With the DL100Hi, Sick has developed significantly improved control loop technology to achieve faster and more accurate position feedback. The sensors' data output supports applications with acceleration values up to 15m/s2. As a result, for example, storage and retrieval systems can become more efficient - achieving shorter run times and more runs per hour.
The DL100Hi offers the choice of three measuring ranges to suit customers' applications (0.15 to 100mm, 0.15 to 200mm and 0.15 to 300mm) with a positional accuracy of ±2mm and repeatability of ±0.5mm.
The DL100 Hi is the first sensor to utilise a new modular platform for Sick distance sensors, offering flexibility and easy interchangeability within a common mechanical and electrical design. A wide variety of feedback interfaces are supported including SSI, RS422 and Profibus.
Outlining the benefits of this, Sick product specialist Darren Pratt said: "As a result of this improved performance, operators can achieve significant improvements in operating efficiency. At the same time, the sensors' robustness and reliability reduce the risk of downtime and offer longer periods between replacement."
A fully fail-safe inductive sensor was launched by ifm electronic at the exhibition. The GG851S fail-safe inductive sensor simplifies some of the safety-related applications for such sensors.
A safe-state is given when the target is not present, i.e. outside the 10mm enable zone, in the area known as the safe switch-off zone. If a metal object is in the enable zone, the outputs are switched on. It also has a wider operating voltage than earlier versions, allowing operation down to 12V DC.
The operating principle can be illustrated using the example of a gantry crane.
With a normally open version, when the fail-safe sensor monitors the position of the crane on the gantry the sensor would need to be damped along the whole travel in order to maintain the safe function with the sensor only undamped at the stop positions.
This new version allows mounting of only one target each at the beginning and the end of the crane track, which saves material and mounting cost.
The GG851S sensor has two OSSD outputs for connection to a safety relay or PLC. The diagnosis of the different operating states is made using LEDs. No special target is required and the GG851S is fully flush-mountable.
The fail-safe sensor is certified to ISO 13849-1 PL d, IEC 61508 SIL 2 and IEC 62061 SIL cl2.
Renishaw was displaying its Resolute true absolute optical encoder, which is capable of 27-bit resolution at 36,000rpm. With high accuracy scales, outstanding motion control, excellent dirt immunity and wide set-up tolerances, Resolute is claimed to outperform other non-contact absolute encoders. The fine-pitch system delivers a market-leading resolution of just 1nm at up to 100m/s, for both linear and angle encoding applications. It is available with a range of high-speed serial communications protocols.
Also on show was the Resolute ETR (Extended Temperature Range) encoder that brings all the benefits of the Resolute range including fine pitch angle encoder to harsh, low-temperature applications.
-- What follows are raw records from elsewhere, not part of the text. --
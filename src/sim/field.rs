//! Obstacle field generation
//!
//! Scatters destructible trees and solid rocks for a level. Placement is
//! best-effort: candidates that stay invalid after the attempt budget are
//! accepted as-is rather than looping forever.

use glam::Vec2;
use rand::Rng;
use rand_pcg::Pcg32;
use serde::{Deserialize, Serialize};

use crate::consts::*;
use crate::planar_distance;

/// A destructible tree. `broken` is one-way until the field is regenerated.
#[derive(Debug, Clone, Serialize, Deserialize)]
pub struct Tree {
    pub pos: Vec2,
    pub radius: f32,
    pub broken: bool,
}

/// A solid rock. The cooldown dedupes scoring events from sustained contact.
#[derive(Debug, Clone, Serialize, Deserialize)]
pub struct Rock {
    pub pos: Vec2,
    pub radius: f32,
    pub hit_cooldown: f32,
}

/// The per-level set of obstacles
#[derive(Debug, Clone, Default, Serialize, Deserialize)]
pub struct ObstacleField {
    pub trees: Vec<Tree>,
    pub rocks: Vec<Rock>,
}

/// Tree count for a level
pub fn tree_count(level: u32) -> u32 {
    BASE_TREES + TREES_PER_LEVEL * level
}

/// Rock count for a level
pub fn rock_count(level: u32) -> u32 {
    BASE_ROCKS + ROCKS_PER_LEVEL * level
}

fn position_valid(pos: Vec2, occupied: &[Vec2]) -> bool {
    // Keep the spawn area clear
    if pos.x.abs() < SPAWN_EXCLUSION && pos.y.abs() < SPAWN_EXCLUSION {
        return false;
    }
    if pos.length() > FIELD_RADIUS {
        return false;
    }
    !occupied
        .iter()
        .any(|&p| planar_distance(pos, p) < MIN_OBSTACLE_SPACING)
}

fn sample_position(rng: &mut Pcg32, occupied: &[Vec2]) -> Vec2 {
    let mut pos = Vec2::ZERO;
    for _ in 0..PLACEMENT_ATTEMPTS {
        pos = Vec2::new(
            rng.random_range(-FIELD_RADIUS..FIELD_RADIUS),
            rng.random_range(-FIELD_RADIUS..FIELD_RADIUS),
        );
        if position_valid(pos, occupied) {
            return pos;
        }
    }
    // Attempts exhausted; accept the last candidate even if crowded
    pos
}

impl ObstacleField {
    /// Generate the full obstacle set for a level
    pub fn generate(level: u32, rng: &mut Pcg32) -> Self {
        let mut occupied: Vec<Vec2> = Vec::new();

        let trees = (0..tree_count(level))
            .map(|_| {
                let pos = sample_position(rng, &occupied);
                occupied.push(pos);
                Tree {
                    pos,
                    radius: TREE_RADIUS,
                    broken: false,
                }
            })
            .collect();

        let rocks = (0..rock_count(level))
            .map(|_| {
                let pos = sample_position(rng, &occupied);
                occupied.push(pos);
                Rock {
                    pos,
                    radius: rng.random_range(ROCK_MIN_RADIUS..ROCK_MAX_RADIUS),
                    hit_cooldown: 0.0,
                }
            })
            .collect();

        Self { trees, rocks }
    }

    /// Level completion trigger: every tree in the field is broken
    pub fn all_trees_broken(&self) -> bool {
        !self.trees.is_empty() && self.trees.iter().all(|t| t.broken)
    }

    /// Number of trees still standing
    pub fn unbroken_trees(&self) -> usize {
        self.trees.iter().filter(|t| !t.broken).count()
    }

    /// Re-arm every broken tree (explicit level reset)
    pub fn reset_trees(&mut self) {
        for tree in &mut self.trees {
            tree.broken = false;
        }
    }
}

#[cfg(test)]
mod tests {
    use super::*;
    use rand::SeedableRng;

    #[test]
    fn obstacle_counts_follow_level_formula() {
        let mut rng = Pcg32::seed_from_u64(7);
        for level in 1..=5 {
            let field = ObstacleField::generate(level, &mut rng);
            assert_eq!(field.trees.len() as u32, 15 + 5 * level);
            assert_eq!(field.rocks.len() as u32, 10 + 3 * level);
        }
    }

    #[test]
    fn placements_respect_constraints_for_seeded_runs() {
        // Level-1 fields are sparse enough that the attempt budget is never
        // exhausted for these seeds, so every constraint must hold exactly.
        for seed in [1u64, 42, 1234, 99999] {
            let mut rng = Pcg32::seed_from_u64(seed);
            let field = ObstacleField::generate(1, &mut rng);

            let positions: Vec<Vec2> = field
                .trees
                .iter()
                .map(|t| t.pos)
                .chain(field.rocks.iter().map(|r| r.pos))
                .collect();

            for (i, &pos) in positions.iter().enumerate() {
                assert!(
                    !(pos.x.abs() < SPAWN_EXCLUSION && pos.y.abs() < SPAWN_EXCLUSION),
                    "obstacle in spawn exclusion zone"
                );
                assert!(pos.length() <= FIELD_RADIUS);
                for &other in &positions[..i] {
                    assert!(
                        planar_distance(pos, other) >= MIN_OBSTACLE_SPACING,
                        "obstacles too close for seed {seed}"
                    );
                }
            }
        }
    }

    #[test]
    fn rock_radii_within_range() {
        let mut rng = Pcg32::seed_from_u64(3);
        let field = ObstacleField::generate(2, &mut rng);
        for rock in &field.rocks {
            assert!(rock.radius >= ROCK_MIN_RADIUS && rock.radius < ROCK_MAX_RADIUS);
        }
    }

    #[test]
    fn generation_is_deterministic_per_seed() {
        let a = ObstacleField::generate(1, &mut Pcg32::seed_from_u64(5));
        let b = ObstacleField::generate(1, &mut Pcg32::seed_from_u64(5));
        assert_eq!(a.trees.len(), b.trees.len());
        for (ta, tb) in a.trees.iter().zip(&b.trees) {
            assert_eq!(ta.pos, tb.pos);
        }
        for (ra, rb) in a.rocks.iter().zip(&b.rocks) {
            assert_eq!(ra.pos, rb.pos);
            assert_eq!(ra.radius, rb.radius);
        }
    }

    #[test]
    fn all_trees_broken_detects_completion() {
        let mut rng = Pcg32::seed_from_u64(11);
        let mut field = ObstacleField::generate(1, &mut rng);
        assert!(!field.all_trees_broken());
        for tree in &mut field.trees {
            tree.broken = true;
        }
        assert!(field.all_trees_broken());
        assert_eq!(field.unbroken_trees(), 0);

        field.reset_trees();
        assert!(!field.all_trees_broken());
    }
}
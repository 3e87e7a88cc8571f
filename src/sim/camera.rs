//! Third-person follow camera
//!
//! User-driven orbit/zoom around the vehicle, smoothed toward targets each
//! tick. Purely cosmetic: nothing here feeds back into the dynamics.

use glam::{Vec2, Vec3};
use serde::{Deserialize, Serialize};

use super::vehicle::Vehicle;
use crate::consts::*;

/// Smoothed orbit camera following the vehicle
#[derive(Debug, Clone, Serialize, Deserialize)]
pub struct CameraRig {
    /// Current orbit angle relative to the vehicle heading (radians)
    pub angle: f32,
    /// Current elevation factor
    pub elevation: f32,
    /// Distance from the vehicle
    pub distance: f32,
    target_angle: f32,
    target_elevation: f32,
}

impl Default for CameraRig {
    fn default() -> Self {
        Self {
            angle: 0.0,
            elevation: CAMERA_ELEVATION,
            distance: CAMERA_DISTANCE,
            target_angle: 0.0,
            target_elevation: CAMERA_ELEVATION,
        }
    }
}

/// Eye and look-at points for the render boundary
#[derive(Debug, Clone, Copy, Serialize, Deserialize)]
pub struct CameraPose {
    pub eye: Vec3,
    pub target: Vec3,
}

impl CameraRig {
    /// Apply orbit deltas from pointer drag or right analog stick
    pub fn orbit(&mut self, delta: Vec2) {
        self.target_angle += delta.x;
        self.target_elevation = (self.target_elevation - delta.y)
            .clamp(CAMERA_MIN_ELEVATION, CAMERA_MAX_ELEVATION);
    }

    /// Adjust follow distance (wheel scroll)
    pub fn zoom(&mut self, delta: f32) {
        self.distance = (self.distance + delta).clamp(CAMERA_MIN_DISTANCE, CAMERA_MAX_DISTANCE);
    }

    /// Restore the default behind-the-car view
    pub fn reset(&mut self) {
        self.target_angle = 0.0;
        self.target_elevation = CAMERA_ELEVATION;
        self.distance = CAMERA_DISTANCE;
    }

    /// Smooth current angle/elevation toward their targets (call once per tick)
    pub fn follow(&mut self) {
        self.angle += (self.target_angle - self.angle) * CAMERA_SMOOTHING;
        self.elevation += (self.target_elevation - self.elevation) * CAMERA_SMOOTHING;
    }

    /// Compute the camera pose for the current vehicle state
    pub fn pose(&self, vehicle: &Vehicle) -> CameraPose {
        let pos = vehicle.position;
        let view_angle = vehicle.heading + self.angle;

        let eye = Vec3::new(
            pos.x - view_angle.sin() * self.distance,
            pos.y + CAMERA_HEIGHT + self.elevation * 3.0,
            pos.z - view_angle.cos() * self.distance,
        );
        // Look slightly ahead of the car, not at its center
        let target = Vec3::new(
            pos.x + vehicle.heading.sin() * 2.0,
            pos.y + 1.0,
            pos.z + vehicle.heading.cos() * 2.0,
        );

        CameraPose { eye, target }
    }
}

#[cfg(test)]
mod tests {
    use super::*;

    #[test]
    fn orbit_clamps_elevation() {
        let mut rig = CameraRig::default();
        rig.orbit(Vec2::new(0.0, 100.0));
        for _ in 0..200 {
            rig.follow();
        }
        assert!(rig.elevation >= CAMERA_MIN_ELEVATION - 1e-4);

        rig.orbit(Vec2::new(0.0, -200.0));
        for _ in 0..200 {
            rig.follow();
        }
        assert!(rig.elevation <= CAMERA_MAX_ELEVATION + 1e-4);
    }

    #[test]
    fn zoom_clamps_distance() {
        let mut rig = CameraRig::default();
        rig.zoom(100.0);
        assert_eq!(rig.distance, CAMERA_MAX_DISTANCE);
        rig.zoom(-100.0);
        assert_eq!(rig.distance, CAMERA_MIN_DISTANCE);
    }

    #[test]
    fn follow_converges_to_target() {
        let mut rig = CameraRig::default();
        rig.orbit(Vec2::new(1.0, 0.0));
        for _ in 0..500 {
            rig.follow();
        }
        assert!((rig.angle - 1.0).abs() < 1e-3);
    }

    #[test]
    fn reset_restores_defaults() {
        let mut rig = CameraRig::default();
        rig.orbit(Vec2::new(2.0, 0.3));
        rig.zoom(4.0);
        rig.reset();
        for _ in 0..500 {
            rig.follow();
        }
        assert!((rig.angle).abs() < 1e-3);
        assert!((rig.elevation - CAMERA_ELEVATION).abs() < 1e-3);
        assert_eq!(rig.distance, CAMERA_DISTANCE);
    }
}
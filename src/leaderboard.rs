//! Local leaderboard
//!
//! Persisted to LocalStorage, tracks the top 10 runs. Entries are keyed by
//! player name: a returning player's row is replaced only when the new run
//! beats their stored score, so the board never shows two rows for one name.

use serde::{Deserialize, Serialize};

/// Maximum number of leaderboard rows to keep
pub const MAX_ENTRIES: usize = 10;

/// A single finished run
#[derive(Debug, Clone, Serialize, Deserialize)]
pub struct LeaderboardEntry {
    /// Player name chosen on the start screen
    pub name: String,
    /// Final score (can be negative)
    pub score: i32,
    /// Maximum score attainable across the levels reached
    pub max_score: u32,
    /// Wall-clock run length in whole seconds
    pub elapsed_secs: u32,
    /// Unix timestamp (ms) when achieved
    pub timestamp: f64,
}

/// Local top-10 leaderboard
#[derive(Debug, Clone, Serialize, Deserialize, Default)]
pub struct Leaderboard {
    pub entries: Vec<LeaderboardEntry>,
}

impl Leaderboard {
    /// LocalStorage key (used only in wasm32)
    #[allow(dead_code)]
    const STORAGE_KEY: &'static str = "timber_rally_leaderboard";

    /// Create empty leaderboard
    pub fn new() -> Self {
        Self {
            entries: Vec::new(),
        }
    }

    /// True when this run would improve (or create) the player's row
    pub fn is_personal_best(&self, name: &str, score: i32) -> bool {
        match self.entries.iter().find(|e| e.name == name) {
            Some(existing) => score > existing.score,
            None => score > 0,
        }
    }

    /// Record a finished run. The player's existing row is replaced only if
    /// this run beats it; first-time names always get a row. Returns the
    /// 1-indexed rank of the player's row afterwards, or None if the row
    /// fell off the board.
    pub fn submit(
        &mut self,
        name: &str,
        score: i32,
        max_score: u32,
        elapsed_secs: u32,
        timestamp: f64,
    ) -> Option<usize> {
        match self.entries.iter_mut().find(|e| e.name == name) {
            Some(existing) => {
                if score > existing.score {
                    existing.score = score;
                    existing.max_score = max_score;
                    existing.elapsed_secs = elapsed_secs;
                    existing.timestamp = timestamp;
                }
            }
            None => {
                self.entries.push(LeaderboardEntry {
                    name: name.to_string(),
                    score,
                    max_score,
                    elapsed_secs,
                    timestamp,
                });
            }
        }

        // Sorted descending by score; ties keep insertion order
        self.entries.sort_by(|a, b| b.score.cmp(&a.score));
        self.entries.truncate(MAX_ENTRIES);

        self.entries
            .iter()
            .position(|e| e.name == name)
            .map(|i| i + 1)
    }

    /// Names already on the board, for the start-screen picker
    pub fn player_names(&self) -> Vec<String> {
        self.entries.iter().map(|e| e.name.clone()).collect()
    }

    pub fn is_empty(&self) -> bool {
        self.entries.is_empty()
    }

    /// Get the top score (if any)
    pub fn top_score(&self) -> Option<i32> {
        self.entries.first().map(|e| e.score)
    }

    /// Load the leaderboard from LocalStorage (WASM only)
    #[cfg(target_arch = "wasm32")]
    pub fn load() -> Self {
        let storage = web_sys::window()
            .and_then(|w| w.local_storage().ok())
            .flatten();

        if let Some(storage) = storage {
            if let Ok(Some(json)) = storage.get_item(Self::STORAGE_KEY) {
                if let Ok(board) = serde_json::from_str::<Leaderboard>(&json) {
                    log::info!("Loaded {} leaderboard entries", board.entries.len());
                    return board;
                }
            }
        }

        log::info!("No leaderboard found, starting fresh");
        Self::new()
    }

    /// Save the leaderboard to LocalStorage (WASM only)
    #[cfg(target_arch = "wasm32")]
    pub fn save(&self) {
        let storage = web_sys::window()
            .and_then(|w| w.local_storage().ok())
            .flatten();

        if let Some(storage) = storage {
            if let Ok(json) = serde_json::to_string(self) {
                let _ = storage.set_item(Self::STORAGE_KEY, &json);
                log::info!("Leaderboard saved ({} entries)", self.entries.len());
            }
        }
    }

    /// Native stubs
    #[cfg(not(target_arch = "wasm32"))]
    pub fn load() -> Self {
        Self::new()
    }

    #[cfg(not(target_arch = "wasm32"))]
    pub fn save(&self) {
        // No-op for native
    }
}

/// Format a run length as m:ss
pub fn format_elapsed(secs: u32) -> String {
    format!("{}:{:02}", secs / 60, secs % 60)
}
With operation guaranteed down to -40°C in non-condensing environments, Resolute ETR is perfectly suited for use in demanding applications such as telescopes, scientific research, military equipment or aerospace platforms.
For embedded motion control applications, Renishaw's RoLin offers a component level non-contact magnetic encoder. The system consists of a readhead and magnetic scale or ring, with electronics inside the readhead allowing high interpolation factors up to 13-bits and integrated fault monitoring. A wide range of resolutions is available from 0.244µm to 125µm, with speeds up to 40m/s (dependent on chosen resolution). Radial or axial reading of the ring is possible. This product is intended for high-volume applications in sectors where miniature axes are required.
Additionally Renishaw's TONiC incremental optical encoders with a range of metal scales are claimed to provide the performance of fine-pitch glass scales, but in a simple-to-install package.